Lula e Dilma empurraram a Petrobras para essa loucura. E para quê?

A produção de óleo da estatal é hoje praticamente a mesma de 2009. Foi de 2,1 milhões de barris/dia para 2,2 milhões. Nisso e nas refinarias, inacabadas e precisando de sócios para concluir a metade das obras, a Petrobras gastou cerca de US$ 260 bi! E gerou uma dívida bruta que chega hoje a US$ 134 bilhões.

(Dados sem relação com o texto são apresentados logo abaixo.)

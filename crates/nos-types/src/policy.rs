//! # Operator-Defined Policies
//!
//! A policy entry narrows which events a subscriber sees. Entries are OR'ed;
//! within an entry every enabled field must match; within a field any listed
//! value may match.
//!
//! Text form, as accepted by the admin `add_policy` operation:
//!
//! ```text
//! dpid:1,2;port:3;proto:arp,tcp;vlan:10;srcip:10.0.0.0;dstip:10.0.1.1;sport:80;dport:443
//! ```
//!
//! IP addresses are held as `u32::from(Ipv4Addr)`; a policy address matches
//! an event address when `(policy & event) == policy`, so `10.0.0.0` covers
//! the whole `10/8` block.

use crate::entities::proto;
use crate::errors::PolicyError;
use serde::{Deserialize, Serialize};
use std::fmt;
use std::net::Ipv4Addr;
use std::str::FromStr;

/// Maximum number of policy entries per subscriber.
pub const MAX_POLICIES: usize = 16;

/// Maximum number of values in one field list.
pub const MAX_POLICY_ENTRIES: usize = 8;

/// Highest valid port number, exclusive.
pub const MAX_NUM_PORTS: u32 = 128;

/// Bitmask of enabled fields in an [`OdpEntry`].
#[derive(Debug, Clone, Copy, PartialEq, Eq, Hash, Default, Serialize, Deserialize)]
#[serde(transparent)]
pub struct OdpFlags(pub u16);

impl OdpFlags {
    pub const DPID: u16 = 1 << 0;
    pub const PORT: u16 = 1 << 1;
    pub const PROTO: u16 = 1 << 2;
    pub const VLAN: u16 = 1 << 3;
    pub const SRCIP: u16 = 1 << 4;
    pub const DSTIP: u16 = 1 << 5;
    pub const SPORT: u16 = 1 << 6;
    pub const DPORT: u16 = 1 << 7;

    #[must_use]
    pub fn has(self, bit: u16) -> bool {
        self.0 & bit != 0
    }

    pub fn set(&mut self, bit: u16) {
        self.0 |= bit;
    }

    /// Number of enabled fields.
    #[must_use]
    pub fn count(self) -> u32 {
        self.0.count_ones()
    }
}

/// One policy entry.
#[derive(Debug, Clone, PartialEq, Eq, Default, Serialize, Deserialize)]
pub struct OdpEntry {
    pub flags: OdpFlags,
    pub dpid: Vec<u64>,
    pub port: Vec<u32>,
    /// Protocol bitmask; matches when it shares any bit with the event.
    pub proto: u16,
    pub vlan: Vec<u16>,
    pub srcip: Vec<u32>,
    pub dstip: Vec<u32>,
    pub sport: Vec<u16>,
    pub dport: Vec<u16>,
}

fn parse_list<T, F>(field: &str, values: &str, parse: F) -> Result<Vec<T>, PolicyError>
where
    F: Fn(&str) -> Option<T>,
{
    let items: Vec<&str> = values
        .split(',')
        .map(str::trim)
        .filter(|v| !v.is_empty())
        .collect();
    if items.len() > MAX_POLICY_ENTRIES {
        return Err(PolicyError::TooManyValues {
            field: field.to_string(),
            max: MAX_POLICY_ENTRIES,
        });
    }
    items
        .into_iter()
        .map(|v| {
            parse(v).ok_or_else(|| PolicyError::InvalidValue {
                field: field.to_string(),
                value: v.to_string(),
            })
        })
        .collect()
}

fn parse_proto(name: &str) -> Option<u16> {
    match name {
        "arp" => Some(proto::ARP),
        "dhcp" => Some(proto::DHCP),
        "lldp" => Some(proto::LLDP),
        "ipv4" => Some(proto::IPV4),
        "tcp" => Some(proto::TCP),
        "udp" => Some(proto::UDP),
        "icmp" => Some(proto::ICMP),
        _ => None,
    }
}

fn parse_l4_port(v: &str) -> Option<u16> {
    v.parse::<u16>().ok().filter(|p| *p > 0)
}

impl FromStr for OdpEntry {
    type Err = PolicyError;

    fn from_str(s: &str) -> Result<Self, Self::Err> {
        let mut entry = OdpEntry::default();

        for clause in s.split(';').map(str::trim).filter(|c| !c.is_empty()) {
            let (field, values) = clause
                .split_once(':')
                .ok_or_else(|| PolicyError::Malformed(clause.to_string()))?;

            match field.trim() {
                "dpid" => {
                    entry.dpid = parse_list("dpid", values, |v| {
                        v.parse::<u64>().ok().filter(|d| *d > 0)
                    })?;
                    entry.flags.set(OdpFlags::DPID);
                }
                "port" => {
                    entry.port = parse_list("port", values, |v| {
                        v.parse::<u32>()
                            .ok()
                            .filter(|p| *p > 0 && *p < MAX_NUM_PORTS)
                    })?;
                    entry.flags.set(OdpFlags::PORT);
                }
                "proto" => {
                    entry.proto = parse_list("proto", values, parse_proto)?
                        .into_iter()
                        .fold(0, |acc, bit| acc | bit);
                    entry.flags.set(OdpFlags::PROTO);
                }
                "vlan" => {
                    entry.vlan = parse_list("vlan", values, |v| {
                        v.parse::<u16>().ok().filter(|id| *id > 0 && *id < 4096)
                    })?;
                    entry.flags.set(OdpFlags::VLAN);
                }
                "srcip" => {
                    entry.srcip = parse_list("srcip", values, |v| {
                        v.parse::<Ipv4Addr>().ok().map(u32::from).filter(|ip| *ip > 0)
                    })?;
                    entry.flags.set(OdpFlags::SRCIP);
                }
                "dstip" => {
                    entry.dstip = parse_list("dstip", values, |v| {
                        v.parse::<Ipv4Addr>().ok().map(u32::from).filter(|ip| *ip > 0)
                    })?;
                    entry.flags.set(OdpFlags::DSTIP);
                }
                "sport" => {
                    entry.sport = parse_list("sport", values, parse_l4_port)?;
                    entry.flags.set(OdpFlags::SPORT);
                }
                "dport" => {
                    entry.dport = parse_list("dport", values, parse_l4_port)?;
                    entry.flags.set(OdpFlags::DPORT);
                }
                other => return Err(PolicyError::UnknownField(other.to_string())),
            }
        }

        if entry.flags.count() == 0 {
            return Err(PolicyError::Empty);
        }
        Ok(entry)
    }
}

impl fmt::Display for OdpEntry {
    fn fmt(&self, f: &mut fmt::Formatter<'_>) -> fmt::Result {
        fn join<T: fmt::Display>(items: &[T]) -> String {
            items
                .iter()
                .map(ToString::to_string)
                .collect::<Vec<_>>()
                .join(",")
        }
        fn join_ip(items: &[u32]) -> String {
            items
                .iter()
                .map(|ip| Ipv4Addr::from(*ip).to_string())
                .collect::<Vec<_>>()
                .join(",")
        }

        let mut clauses = Vec::new();
        if self.flags.has(OdpFlags::DPID) {
            clauses.push(format!("dpid:{}", join(&self.dpid)));
        }
        if self.flags.has(OdpFlags::PORT) {
            clauses.push(format!("port:{}", join(&self.port)));
        }
        if self.flags.has(OdpFlags::PROTO) {
            let names: Vec<&str> = [
                (proto::ARP, "arp"),
                (proto::DHCP, "dhcp"),
                (proto::LLDP, "lldp"),
                (proto::IPV4, "ipv4"),
                (proto::TCP, "tcp"),
                (proto::UDP, "udp"),
                (proto::ICMP, "icmp"),
            ]
            .iter()
            .filter(|(bit, _)| self.proto & bit != 0)
            .map(|(_, name)| *name)
            .collect();
            clauses.push(format!("proto:{}", names.join(",")));
        }
        if self.flags.has(OdpFlags::VLAN) {
            clauses.push(format!("vlan:{}", join(&self.vlan)));
        }
        if self.flags.has(OdpFlags::SRCIP) {
            clauses.push(format!("srcip:{}", join_ip(&self.srcip)));
        }
        if self.flags.has(OdpFlags::DSTIP) {
            clauses.push(format!("dstip:{}", join_ip(&self.dstip)));
        }
        if self.flags.has(OdpFlags::SPORT) {
            clauses.push(format!("sport:{}", join(&self.sport)));
        }
        if self.flags.has(OdpFlags::DPORT) {
            clauses.push(format!("dport:{}", join(&self.dport)));
        }
        f.write_str(&clauses.join(";"))
    }
}
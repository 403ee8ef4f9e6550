//! # Error Types
//!
//! Errors raised while interpreting subscriber descriptors and policies.

use thiserror::Error;

/// Errors parsing an operator-defined policy.
#[derive(Debug, Clone, PartialEq, Eq, Error)]
pub enum PolicyError {
    /// A clause is not of the form `field:values`.
    #[error("Malformed policy clause: '{0}'")]
    Malformed(String),

    /// Unknown field name.
    #[error("Unknown policy field: '{0}'")]
    UnknownField(String),

    /// A value is out of range or unparsable.
    #[error("Invalid value '{value}' for policy field '{field}'")]
    InvalidValue { field: String, value: String },

    /// A field lists more values than an entry can hold.
    #[error("Too many values for policy field '{field}' (max {max})")]
    TooManyValues { field: String, max: usize },

    /// No field was given.
    #[error("Empty policy")]
    Empty,
}

/// Errors building a registry from descriptors. Any of these rejects the
/// whole build; the previous registry stays in place.
#[derive(Debug, Clone, PartialEq, Eq, Error)]
pub enum RegistryError {
    /// An inbound or outbound name is not an event of this class.
    #[error("{subscriber}: unknown event '{event}'")]
    UnknownEvent { subscriber: String, event: String },

    /// A category wildcard was used by a subscriber below Security role.
    #[error("{subscriber}: wildcard '{event}' requires security role or above")]
    WildcardNotPermitted { subscriber: String, event: String },

    /// A category wildcard appeared in an outbound list.
    #[error("{subscriber}: wildcard '{event}' is not allowed in outbounds")]
    WildcardOutbound { subscriber: String, event: String },

    /// Two descriptors share a name.
    #[error("Duplicate subscriber name: {0}")]
    DuplicateName(String),

    /// Two different names hash to the same id.
    #[error("Subscriber id collision: {first} and {second} both map to {id}")]
    IdCollision {
        first: String,
        second: String,
        id: u32,
    },

    /// A remote descriptor is missing a peer address.
    #[error("{0}: remote subscriber needs push_addr and req_addr")]
    MissingAddress(String),

    /// Empty subscriber name.
    #[error("Subscriber without a name")]
    MissingName,

    /// An initial policy failed to parse.
    #[error("{subscriber}: {source}")]
    Policy {
        subscriber: String,
        #[source]
        source: PolicyError,
    },
}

Isso é custo Lula mais custo Dilma, consequência de erros de avaliação, má gestão e projetos mal feitos. No balanço do ano passado, a estatal aplicou uma baixa contábil de R$ 31 bilhões nos orçamentos das refinarias Abreu e Lima e Comperj, por “problemas no planejamento dos projetos”. E anunciou o cancelamento das refinarias do Maranhão e Ceará, que não saíram do chão, mas cujos projetos custaram R$ 2,7 bilhões. Eram inviáveis, disse a empresa.
Só isso de explicação?

É, só isso.

A corrupção é avassaladora, mas capaz de perder para a ineficiência.